Regression test case prioritization by code combinations coverage

doi:10.1016/j.jss.2020.110712

Journal of Systems and Software

Volume 169, November 2020, 110712

https://doi.org/10.1016/j.jss.2020.110712 Get rights and content

Highlights

•
We propose a new coverage criterion, code combinations coverage.
•
We propose a new approach, code combinations coverage based prioritization (CCCP).
•
We report on empirical studies to investigate the performance of CCCP.
•
We provide some practical guidelines for testers when using CCCP.

Abstract

Regression test case prioritization (RTCP) aims to improve the rate of fault detection by executing more important test cases as early as possible. Various RTCP techniques have been proposed based on different coverage criteria. Among them, a majority of techniques leverage code coverage information to guide the prioritization process, with code units being considered individually, and in isolation. In this paper, we propose a new coverage criterion, code combinations coverage, that combines the concepts of code coverage and combination coverage. We apply this coverage criterion to RTCP, as a new prioritization technique, code combinations coverage based prioritization (CCCP). We report on empirical studies conducted to compare the testing effectiveness and efficiency of CCCP with four popular RTCP techniques: total, additional, adaptive random, and search-based test prioritization. The experimental results show that even when the lowest combination strength is assigned, overall, the CCCP fault detection rates are greater than those of the other four prioritization techniques. The CCCP prioritization costs are also found to be comparable to the additional test prioritization technique. Moreover, our results also show that when the combination strength is increased, CCCP provides higher fault detection rates than the state-of-the-art, regardless of the levels of code coverage.

Introduction

Modern software systems continuously evolve due to the fixing of detected bugs, the adding of new functionalities, and the refactoring of system architecture. Regression testing is conducted to ensure that the changed source code does not introduce new defects. However, it can become expensive to run an entire regression test suite because its size naturally increases during software maintenance and evolution: In an industrial case reported by Rothermel et al. (1999), for example, the execution time for running the entire test suite could become several weeks.
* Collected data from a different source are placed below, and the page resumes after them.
// Copyright @yucwang 2026

use ndarray::{s, Array4, ArrayView4, ArrayViewMut4, Axis};

use crate::core::field::GridSize;
use crate::kernels::{BoundaryMode, Interpolation, MipMode, SamplingOptions};
use crate::math::constants::{Float, Vector3f};

/// Resolves an integer cell index against the grid size. `None` means the
/// sample reads zero.
pub(crate) fn wrap_index(idx: isize, size: usize, mode: BoundaryMode) -> Option<usize> {
    let size_i = size as isize;
    if size_i == 0 {
        return None;
    }
    match mode {
        BoundaryMode::Border => {
            if idx < 0 || idx >= size_i {
                None
            } else {
                Some(idx as usize)
            }
        }
        BoundaryMode::Clamp => Some(idx.clamp(0, size_i - 1) as usize),
        BoundaryMode::Wrap => Some(idx.rem_euclid(size_i) as usize),
        BoundaryMode::Mirror => {
            let v = idx.rem_euclid(2 * size_i);
            if v >= size_i {
                Some((2 * size_i - v - 1) as usize)
            } else {
                Some(v as usize)
            }
        }
    }
}

/// Grid cells and weights touched by one sample, as `(z, y, x, weight)`.
#[derive(Debug, Copy, Clone)]
pub(crate) struct Footprint {
    taps: [(usize, usize, usize, Float); 8],
    len: usize,
}

impl Footprint {
    fn empty() -> Self {
        Self { taps: [(0, 0, 0, 0.0); 8], len: 0 }
    }

    fn push(&mut self, z: usize, y: usize, x: usize, weight: Float) {
        if weight != 0.0 {
            self.taps[self.len] = (z, y, x, weight);
            self.len += 1;
        }
    }

    pub(crate) fn taps(&self) -> &[(usize, usize, usize, Float)] {
        &self.taps[..self.len]
    }

    /// Continuous index coordinate `p` (cell centres at `i + 0.5`).
    pub(crate) fn new(p: Vector3f, size: GridSize, interpolation: Interpolation, boundary: BoundaryMode) -> Self {
        let mut footprint = Self::empty();
        if !(p.x.is_finite() && p.y.is_finite() && p.z.is_finite()) {
            return footprint;
        }

        match interpolation {
            Interpolation::Nearest => {
                let x = wrap_index(p.x.floor() as isize, size.width, boundary);
                let y = wrap_index(p.y.floor() as isize, size.height, boundary);
                let z = wrap_index(p.z.floor() as isize, size.depth, boundary);
                if let (Some(x), Some(y), Some(z)) = (x, y, z) {
                    footprint.push(z, y, x, 1.0);
                }
            }
            Interpolation::Linear => {
                let u = p - Vector3f::new(0.5, 0.5, 0.5);
                let x0 = u.x.floor();
                let y0 = u.y.floor();
                let z0 = u.z.floor();
                let tx = u.x - x0;
                let ty = u.y - y0;
                let tz = u.z - z0;
                let (x0, y0, z0) = (x0 as isize, y0 as isize, z0 as isize);

                for dz in 0..2 {
                    let wz = if dz == 0 { 1.0 - tz } else { tz };
                    let z = match wrap_index(z0 + dz, size.depth, boundary) {
                        Some(z) => z,
                        None => continue,
                    };
                    for dy in 0..2 {
                        let wy = if dy == 0 { 1.0 - ty } else { ty };
                        let y = match wrap_index(y0 + dy, size.height, boundary) {
                            Some(y) => y,
                            None => continue,
                        };
                        for dx in 0..2 {
                            let wx = if dx == 0 { 1.0 - tx } else { tx };
                            if let Some(x) = wrap_index(x0 + dx, size.width, boundary) {
                                footprint.push(z, y, x, wz * wy * wx);
                            }
                        }
                    }
                }
            }
        }
        footprint
    }

    /// Accumulates `scale * volume[footprint]` into `out`.
    pub(crate) fn gather(&self, volume: &ArrayView4<Float>, scale: Float, out: &mut [Float]) {
        for &(z, y, x, w) in self.taps() {
            let cell = volume.slice(s![z, y, x, ..]);
            for (o, v) in out.iter_mut().zip(cell.iter()) {
                *o += scale * w * v;
            }
        }
    }

    /// Adjoint of `gather`.
    pub(crate) fn scatter(&self, grad: &mut ArrayViewMut4<Float>, values: &[Float]) {
        for &(z, y, x, w) in self.taps() {
            let mut cell = grad.slice_mut(s![z, y, x, ..]);
            for (g, v) in cell.iter_mut().zip(values.iter()) {
                *g += w * v;
            }
        }
    }
}

pub(crate) fn volume_size(volume: &ArrayView4<Float>) -> GridSize {
    let shape = volume.shape();
    GridSize::new(shape[0], shape[1], shape[2])
}

/// Box-filtered mip chain of one (D,H,W,C) volume. Level `l + 1` has
/// `ceil(n / 2)` cells per axis; index coordinates scale by `2^-l`.
pub(crate) struct MipPyramid {
    levels: Vec<Array4<Float>>,
}

impl MipPyramid {
    pub(crate) fn build(volume: ArrayView4<Float>, mip_count: usize) -> Self {
        let mut levels = vec![volume.to_owned()];
        for _ in 0..mip_count {
            let next = match levels.last() {
                Some(prev) => downsample(prev.view()),
                None => break,
            };
            levels.push(next);
        }
        Self { levels }
    }

    pub(crate) fn level_count(&self) -> usize {
        self.levels.len()
    }

    pub(crate) fn level(&self, l: usize) -> ArrayView4<Float> {
        self.levels[l.min(self.levels.len() - 1)].view()
    }

    /// Samples at base-level coordinate `p` with level of detail `lod`.
    pub(crate) fn sample(&self, p: Vector3f, lod: Float, options: &SamplingOptions, out: &mut [Float]) {
        out.iter_mut().for_each(|o| *o = 0.0);
        let max_level = (self.levels.len() - 1) as Float;
        let lod = if lod.is_finite() { (lod + options.mip_bias).clamp(0.0, max_level) } else { 0.0 };

        match options.mip_mode {
            MipMode::None => self.sample_level(0, p, 1.0, options, out),
            MipMode::Nearest => self.sample_level(lod.round() as usize, p, 1.0, options, out),
            MipMode::Linear => {
                let l0 = lod.floor();
                let t = lod - l0;
                self.sample_level(l0 as usize, p, 1.0 - t, options, out);
                if t > 0.0 {
                    self.sample_level(l0 as usize + 1, p, t, options, out);
                }
            }
        }
    }

    fn sample_level(&self, l: usize, p: Vector3f, scale: Float, options: &SamplingOptions, out: &mut [Float]) {
        let level = self.level(l);
        let p = p / (1u32 << l) as Float;
        Footprint::new(p, volume_size(&level), options.interpolation, options.boundary).gather(&level, scale, out);
    }
}

fn downsample(volume: ArrayView4<Float>) -> Array4<Float> {
    let (d, h, w, c) = volume.dim();
    let (nd, nh, nw) = ((d + 1) / 2, (h + 1) / 2, (w + 1) / 2);
    let mut out = Array4::<Float>::zeros((nd, nh, nw, c));
    for k in 0..nd {
        for j in 0..nh {
            for i in 0..nw {
                let block = volume.slice(s![2 * k..(2 * k + 2).min(d), 2 * j..(2 * j + 2).min(h), 2 * i..(2 * i + 2).min(w), ..]);
                let count = (block.len() / c.max(1)) as Float;
                let sum = block.sum_axis(Axis(0)).sum_axis(Axis(0)).sum_axis(Axis(0));
                out.slice_mut(s![k, j, i, ..]).assign(&(sum / count));
            }
        }
    }
    out
}

#[cfg(test)]
mod tests {
    use super::*;

    #[test]
    fn test_wrap_index_modes() {
        assert_eq!(wrap_index(-1, 4, BoundaryMode::Border), None);
        assert_eq!(wrap_index(-1, 4, BoundaryMode::Clamp), Some(0));
        assert_eq!(wrap_index(-1, 4, BoundaryMode::Wrap), Some(3));
        assert_eq!(wrap_index(-1, 4, BoundaryMode::Mirror), Some(0));
        assert_eq!(wrap_index(5, 4, BoundaryMode::Mirror), Some(2));
    }

    #[test]
    fn test_linear_footprint_at_cell_center_is_single_tap() {
        let fp = Footprint::new(Vector3f::new(1.5, 2.5, 0.5), GridSize::cube(4), Interpolation::Linear, BoundaryMode::Border);
        assert_eq!(fp.taps().len(), 1);
        assert_eq!(fp.taps()[0], (0, 2, 1, 1.0));
    }

    #[test]
    fn test_linear_interpolation_between_cells() {
        let mut volume = Array4::<Float>::zeros((1, 1, 2, 1));
        volume[[0, 0, 1, 0]] = 2.0;
        let fp = Footprint::new(Vector3f::new(1.25, 0.5, 0.5), GridSize::new(1, 1, 2), Interpolation::Linear, BoundaryMode::Clamp);
        let mut out = [0.0];
        fp.gather(&volume.view(), 1.0, &mut out);
        assert!((out[0] - 1.5).abs() < 1e-6);
    }

    #[test]
    fn test_pyramid_box_filter_with_odd_size() {
        let volume = Array4::<Float>::from_shape_fn((1, 1, 3, 1), |(_, _, x, _)| x as Float);
        let pyramid = MipPyramid::build(volume.view(), 2);
        assert_eq!(pyramid.level_count(), 3);
        assert_eq!(pyramid.level(1).dim(), (1, 1, 2, 1));
        assert!((pyramid.level(1)[[0, 0, 0, 0]] - 0.5).abs() < 1e-6);
        assert!((pyramid.level(1)[[0, 0, 1, 0]] - 2.0).abs() < 1e-6);
        assert_eq!(pyramid.level(2).dim(), (1, 1, 1, 1));
    }
}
Regression test case prioritization (RTCP) has become one of the most effective approaches to reduce the overheads in regression testing (Li et al., 2007, Jiang et al., 2009, Mei et al., 2012, Saha et al., 2015, Ledru et al., 2009). RTCP techniques reorder the execution sequence of regression test cases, aiming to execute those test cases more likely to detect faults (according to some award function) as early as possible (Hao et al., 2016, Hao et al., 2014, Zhang et al., 2009).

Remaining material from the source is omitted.